» **Problem to work on**: Scan the material for the string "filename" and copy out every line in which it occurs.

» **Task inputs**:

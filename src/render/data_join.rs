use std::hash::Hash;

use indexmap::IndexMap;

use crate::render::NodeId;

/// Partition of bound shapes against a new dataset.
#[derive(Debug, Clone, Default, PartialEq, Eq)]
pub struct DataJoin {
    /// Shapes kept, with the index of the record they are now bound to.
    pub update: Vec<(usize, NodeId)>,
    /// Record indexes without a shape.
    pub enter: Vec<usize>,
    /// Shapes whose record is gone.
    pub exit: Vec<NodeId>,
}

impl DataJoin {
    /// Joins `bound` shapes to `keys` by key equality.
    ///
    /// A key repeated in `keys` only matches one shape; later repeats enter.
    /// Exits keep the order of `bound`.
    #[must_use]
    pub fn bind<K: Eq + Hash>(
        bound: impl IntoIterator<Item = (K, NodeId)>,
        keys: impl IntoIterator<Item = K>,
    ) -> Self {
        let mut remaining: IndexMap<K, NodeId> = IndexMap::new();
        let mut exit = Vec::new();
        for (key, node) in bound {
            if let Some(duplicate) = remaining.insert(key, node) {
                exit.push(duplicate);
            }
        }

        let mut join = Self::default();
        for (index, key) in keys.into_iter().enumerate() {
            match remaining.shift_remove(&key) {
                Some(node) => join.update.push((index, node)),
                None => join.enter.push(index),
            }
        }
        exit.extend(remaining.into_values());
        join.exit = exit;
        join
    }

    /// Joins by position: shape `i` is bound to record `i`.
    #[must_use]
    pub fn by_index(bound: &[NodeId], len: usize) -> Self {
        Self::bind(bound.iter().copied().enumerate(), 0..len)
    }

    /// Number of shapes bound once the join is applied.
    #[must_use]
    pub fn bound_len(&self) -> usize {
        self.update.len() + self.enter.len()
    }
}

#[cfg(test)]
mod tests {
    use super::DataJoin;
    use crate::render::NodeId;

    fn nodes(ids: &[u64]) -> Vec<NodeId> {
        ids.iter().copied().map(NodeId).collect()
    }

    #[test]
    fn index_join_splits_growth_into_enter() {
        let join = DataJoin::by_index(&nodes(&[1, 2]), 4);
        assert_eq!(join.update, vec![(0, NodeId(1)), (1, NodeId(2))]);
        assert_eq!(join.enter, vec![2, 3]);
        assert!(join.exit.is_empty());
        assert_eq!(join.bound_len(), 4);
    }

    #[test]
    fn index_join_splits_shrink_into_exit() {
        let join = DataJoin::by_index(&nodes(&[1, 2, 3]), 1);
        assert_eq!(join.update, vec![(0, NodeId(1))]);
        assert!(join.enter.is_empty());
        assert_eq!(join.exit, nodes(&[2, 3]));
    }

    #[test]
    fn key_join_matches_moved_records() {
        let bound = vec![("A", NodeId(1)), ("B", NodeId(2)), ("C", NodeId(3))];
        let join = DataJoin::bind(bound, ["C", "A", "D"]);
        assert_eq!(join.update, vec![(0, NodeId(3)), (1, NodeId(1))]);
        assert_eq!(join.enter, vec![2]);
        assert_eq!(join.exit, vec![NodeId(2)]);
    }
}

---

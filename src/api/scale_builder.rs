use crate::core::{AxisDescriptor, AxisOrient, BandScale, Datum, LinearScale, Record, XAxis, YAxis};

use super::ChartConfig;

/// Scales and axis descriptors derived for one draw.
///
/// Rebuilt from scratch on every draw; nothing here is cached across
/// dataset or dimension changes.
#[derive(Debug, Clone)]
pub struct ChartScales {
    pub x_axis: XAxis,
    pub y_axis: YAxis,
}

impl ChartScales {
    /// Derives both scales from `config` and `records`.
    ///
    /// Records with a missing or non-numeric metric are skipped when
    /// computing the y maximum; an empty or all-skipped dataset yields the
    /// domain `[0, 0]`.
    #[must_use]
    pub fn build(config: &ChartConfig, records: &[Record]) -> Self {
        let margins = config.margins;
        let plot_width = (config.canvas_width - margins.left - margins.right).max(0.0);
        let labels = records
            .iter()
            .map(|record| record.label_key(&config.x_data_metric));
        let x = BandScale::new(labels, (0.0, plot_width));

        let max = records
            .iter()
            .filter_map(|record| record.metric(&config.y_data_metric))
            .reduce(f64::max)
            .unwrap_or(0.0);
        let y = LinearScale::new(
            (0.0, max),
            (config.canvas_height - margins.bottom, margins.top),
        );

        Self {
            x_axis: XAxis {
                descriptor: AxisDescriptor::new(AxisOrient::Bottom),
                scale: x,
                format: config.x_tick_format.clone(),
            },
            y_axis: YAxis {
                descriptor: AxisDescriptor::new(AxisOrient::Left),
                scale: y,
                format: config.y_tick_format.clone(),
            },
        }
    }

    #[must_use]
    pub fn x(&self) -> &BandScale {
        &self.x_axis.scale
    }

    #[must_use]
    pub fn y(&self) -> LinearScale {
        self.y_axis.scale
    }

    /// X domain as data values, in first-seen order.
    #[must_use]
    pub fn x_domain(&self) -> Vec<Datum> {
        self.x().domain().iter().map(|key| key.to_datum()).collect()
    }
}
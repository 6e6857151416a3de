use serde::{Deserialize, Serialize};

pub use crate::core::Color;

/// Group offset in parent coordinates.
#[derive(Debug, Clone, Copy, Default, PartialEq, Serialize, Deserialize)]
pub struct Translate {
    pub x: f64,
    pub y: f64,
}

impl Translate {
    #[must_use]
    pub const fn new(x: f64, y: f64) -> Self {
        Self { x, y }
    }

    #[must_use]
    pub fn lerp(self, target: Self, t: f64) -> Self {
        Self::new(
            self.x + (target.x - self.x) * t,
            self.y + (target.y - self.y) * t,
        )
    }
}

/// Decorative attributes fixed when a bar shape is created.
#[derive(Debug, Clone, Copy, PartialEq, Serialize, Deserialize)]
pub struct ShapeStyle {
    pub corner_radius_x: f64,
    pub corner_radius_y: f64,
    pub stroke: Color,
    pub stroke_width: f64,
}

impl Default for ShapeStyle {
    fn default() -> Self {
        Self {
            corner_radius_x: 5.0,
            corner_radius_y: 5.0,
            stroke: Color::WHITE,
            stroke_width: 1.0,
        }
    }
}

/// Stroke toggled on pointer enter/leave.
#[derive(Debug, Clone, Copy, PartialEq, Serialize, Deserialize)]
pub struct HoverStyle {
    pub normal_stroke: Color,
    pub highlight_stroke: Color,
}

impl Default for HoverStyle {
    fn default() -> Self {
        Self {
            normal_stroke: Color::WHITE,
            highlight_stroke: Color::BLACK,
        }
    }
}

» **Result for this task**:
filename src/render/data_join.rs
filename src/api/scale_builder.rs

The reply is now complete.